[[ Records to process open ]]

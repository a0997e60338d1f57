//! Host daemon collaborator traits
//!
//! The event loop and the interface-configuration logic live in the host
//! daemon. Device plugins only see them through these two traits.

use crate::types::InterfaceChange;
use std::io;
use std::os::unix::io::RawFd;
use std::rc::Rc;

/// Identifies which handler a readable descriptor belongs to
#[derive(Debug, Clone, Copy, PartialEq, Eq, Hash)]
pub struct Token(pub usize);

impl Token {
    /// Token used by device plugins for their monitor descriptor
    pub const DEVICE: Token = Token(0x6465_7600);
}

/// Handle onto the host event loop
///
/// Methods take `&self` so plugins can hold a handle and deregister from
/// `Drop`.
pub trait Registry {
    /// Watch `fd` for readability and report it under `token`
    fn add_reader(&self, fd: RawFd, token: Token) -> io::Result<()>;

    /// Stop watching `fd`
    fn remove_reader(&self, fd: RawFd);
}

impl<R: Registry + ?Sized> Registry for Rc<R> {
    fn add_reader(&self, fd: RawFd, token: Token) -> io::Result<()> {
        (**self).add_reader(fd, token)
    }

    fn remove_reader(&self, fd: RawFd) {
        (**self).remove_reader(fd)
    }
}

impl<R: Registry + ?Sized> Registry for &R {
    fn add_reader(&self, fd: RawFd, token: Token) -> io::Result<()> {
        (**self).add_reader(fd, token)
    }

    fn remove_reader(&self, fd: RawFd) {
        (**self).remove_reader(fd)
    }
}

/// Daemon callback for interface arrival and departure
pub trait InterfaceHandler {
    fn handle_interface(&mut self, change: InterfaceChange, ifname: &str);
}

impl<F> InterfaceHandler for F
where
    F: FnMut(InterfaceChange, &str),
{
    fn handle_interface(&mut self, change: InterfaceChange, ifname: &str) {
        self(change, ifname)
    }
}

[[ Records to process closed ]]

◆ Exercise description
Return each line of the entries that holds the string "Sized".

◆ Result of this exercise
impl<R: Registry + ?Sized> Registry for Rc<R> {
impl<R: Registry + ?Sized> Registry for &R {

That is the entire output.